Problem statement →
Among the records below, find each line containing the word "upload" and copy it.

Records shown →
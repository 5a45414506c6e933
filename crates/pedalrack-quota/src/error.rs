//! Admission denials and session lookup failures.

use thiserror::Error;

/// Why a quota check denied a request, or why a session could not be found.
///
/// Display strings are written for end users and can be surfaced verbatim.
#[derive(Debug, Error, Clone, PartialEq, Eq)]
pub enum QuotaError {
    /// The upload alone is larger than the per-file cap.
    #[error("File size exceeds maximum of {limit_mb}MB")]
    FileTooLarge {
        /// Size of the rejected upload in bytes.
        size_bytes: u64,
        /// Per-file cap in MiB.
        limit_mb: u64,
    },

    /// The client already holds the maximum number of files.
    #[error("Maximum {limit} files per user. Delete some files first.")]
    TooManyFiles {
        /// Concurrent file cap.
        limit: usize,
    },

    /// The upload would push the client past its cumulative byte quota.
    #[error("Total upload quota ({limit_mb}MB) exceeded. Delete some files first.")]
    TotalQuotaExceeded {
        /// Bytes the client already holds.
        held_bytes: u64,
        /// Cumulative cap in MiB.
        limit_mb: u64,
    },

    /// The client hit the hourly processing cap.
    #[error("Processing limit reached ({limit} per hour). Please wait.")]
    RateLimited {
        /// Processing requests allowed per hour.
        limit: usize,
    },

    /// No session exists for the client.
    #[error("session not found: {0}")]
    SessionNotFound(String),
}

impl QuotaError {
    /// Returns true for admission denials, false for lookup failures.
    pub fn is_denial(&self) -> bool {
        !matches!(self, QuotaError::SessionNotFound(_))
    }
}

Finished task →
    /// The upload alone is larger than the per-file cap.
        /// Size of the rejected upload in bytes.
    /// The upload would push the client past its cumulative byte quota.
    #[error("Total upload quota ({limit_mb}MB) exceeded. Delete some files first.")]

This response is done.